» WHAT YOU NEED TO DO:
What do the lines say from the start of the entries through the one containing "in writing, software"? Repeat them exactly.

▬▬▬▬▬▬▬▬▬▬

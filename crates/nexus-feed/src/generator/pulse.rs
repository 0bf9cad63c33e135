// Copyright 2025 Chris Custine
//
// Licensed under the Apache License, Version 2.0 (the "License");
// you may not use this file except in compliance with the License.
// You may obtain a copy of the License at
//
//     http://www.apache.org/licenses/LICENSE-2.0
//
// Unless required by applicable law or agreed to in writing, software
// distributed under the License is distributed on an "AS IS" BASIS,
// WITHOUT WARRANTIES OR CONDITIONS OF ANY KIND, either express or implied.
// See the License for the specific language governing permissions and
// limitations under the License.

//! Market pulse snapshot generator.

use chrono::{DateTime, Utc};
use rand::Rng;

use super::Generator;
use crate::model::{MarketTrend, PulseSnapshot};

/// Banner text attached to every pulse snapshot.
pub const PULSE_STATUS_TEXT: &str = "Active Intelligence Synchronized";

/// Generator for the market pulse feed.
///
/// Score, trend and commit density are independent draws; a bullish trend
/// says nothing about the score.
#[derive(Debug, Clone, Copy, Default)]
pub struct PulseGenerator;

impl PulseGenerator {
    #[must_use]
    pub fn new() -> Self {
        Self
    }
}

impl Generator for PulseGenerator {
    type Snapshot = PulseSnapshot;

    fn generate<R: Rng + ?Sized>(&self, rng: &mut R, now: DateTime<Utc>) -> PulseSnapshot {
        let pulse_score = rng.gen_range(0.5..=1.0);
        let market_trend = if rng.gen_bool(0.5) {
            MarketTrend::Bullish
        } else {
            MarketTrend::Bearish
        };
        let commit_density = rng.gen_range(10..=59);

        PulseSnapshot {
            pulse_score,
            market_trend,
            commit_density,
            timestamp: now,
            status: PULSE_STATUS_TEXT.to_string(),
        }
    }
}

▬▬▬▬▬▬▬▬▬▬

» SOLUTION TO THIS TASK:
filename crates/nexus-feed/src/generator/pulse.rs
repository 0bf9cad63c33e135
// Copyright 2025 Chris Custine
//
// Licensed under the Apache License, Version 2.0 (the "License");
// you may not use this file except in compliance with the License.
// You may obtain a copy of the License at
//
//     http://www.apache.org/licenses/LICENSE-2.0
//
// Unless required by applicable law or agreed to in writing, software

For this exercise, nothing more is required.